Erica Vanegas

Status:

Headshot: 
Mentor: 
Dr. Amy Murrell
Research Topic: 
The Thoughts and Feelings of Men
Abstract: 
In Western cultures, intensely feeling and expressing emotions is frequently associated with women, while men are discouraged from experiencing and displaying emotions and are told to suppress them (Chaplin 2015). Masculinity is associated with physical strength and dominance (Harris III & Harper, 2008). The messages that young men are taught can have a negative influence on their own understanding of their feelings and how to healthily express those feelings (Pappas, 2019). When a person struggles to process and identify their own feelings, it is known as alexithymia (Sekely, Taylor, & Bagby, 2018). Alexithymia includes struggling to articulate and describe one’s feelings.
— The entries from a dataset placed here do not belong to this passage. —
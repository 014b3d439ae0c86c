use qr_payment_engine::SqliteStore;
use rand::{distributions::Alphanumeric, Rng};

/// A fresh store backed by its own throwaway database file, with the engine's migrations applied.
pub async fn prepare_test_db() -> SqliteStore {
    let _ = env_logger::try_init();
    let id: String = rand::thread_rng().sample_iter(&Alphanumeric).take(12).map(char::from).collect();
    let mut path = std::env::temp_dir();
    path.push(format!("qpg_endpoint_test_{id}.db"));
    let url = format!("sqlite://{}?mode=rwc", path.to_string_lossy());
    let store = SqliteStore::new_with_url(&url, 5).await.expect("Could not create test database");
    sqlx::migrate!("../qr_payment_engine/migrations").run(store.pool()).await.expect("Could not run migrations");
    store
}

/// Builds an in-process service with the payment routes wired to the given store and stub provider.
macro_rules! test_service {
    ($store:expr, $provider:expr) => {{
        let api = qr_payment_engine::PaymentLifecycleApi::new($store, $provider, chrono::Duration::seconds(300));
        actix_web::test::init_service(
            actix_web::App::new()
                .app_data(actix_web::web::Data::new(api))
                .service(crate::routes::health)
                .route(
                    "/payments/init",
                    actix_web::web::post()
                        .to(crate::routes::init_payment::<
                            qr_payment_engine::SqliteStore,
                            crate::endpoint_tests::mocks::StubProvider,
                        >),
                )
                .route(
                    "/payments/{request_id}",
                    actix_web::web::get()
                        .to(crate::routes::payment_status::<
                            qr_payment_engine::SqliteStore,
                            crate::endpoint_tests::mocks::StubProvider,
                        >),
                )
                .route(
                    "/payments/{request_id}/cancel",
                    actix_web::web::post()
                        .to(crate::routes::cancel_payment::<
                            qr_payment_engine::SqliteStore,
                            crate::endpoint_tests::mocks::StubProvider,
                        >),
                ),
        )
        .await
    }};
}

pub(crate) use test_service;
Furthermore, the thinking of people who struggle with alexithymia is typically externally oriented, because they do not focus on what they are feeling and use experiential avoidance as a coping mechanism (Preece, Becerra, Robinson, & Dandy, 2017). Because alexithymia involves understanding one’s own feelings, it is possible that this construct can also be applied to empathy, which involves  understanding the emotions of others. In this study, male college students will be surveyed to assess: their views of gender roles and how rigidly they adhere to them, their levels of alexithymia, and their levels of empathy. The purpose of this study is to investigate if masculinity impacts empathy via levels of alexithymia in males.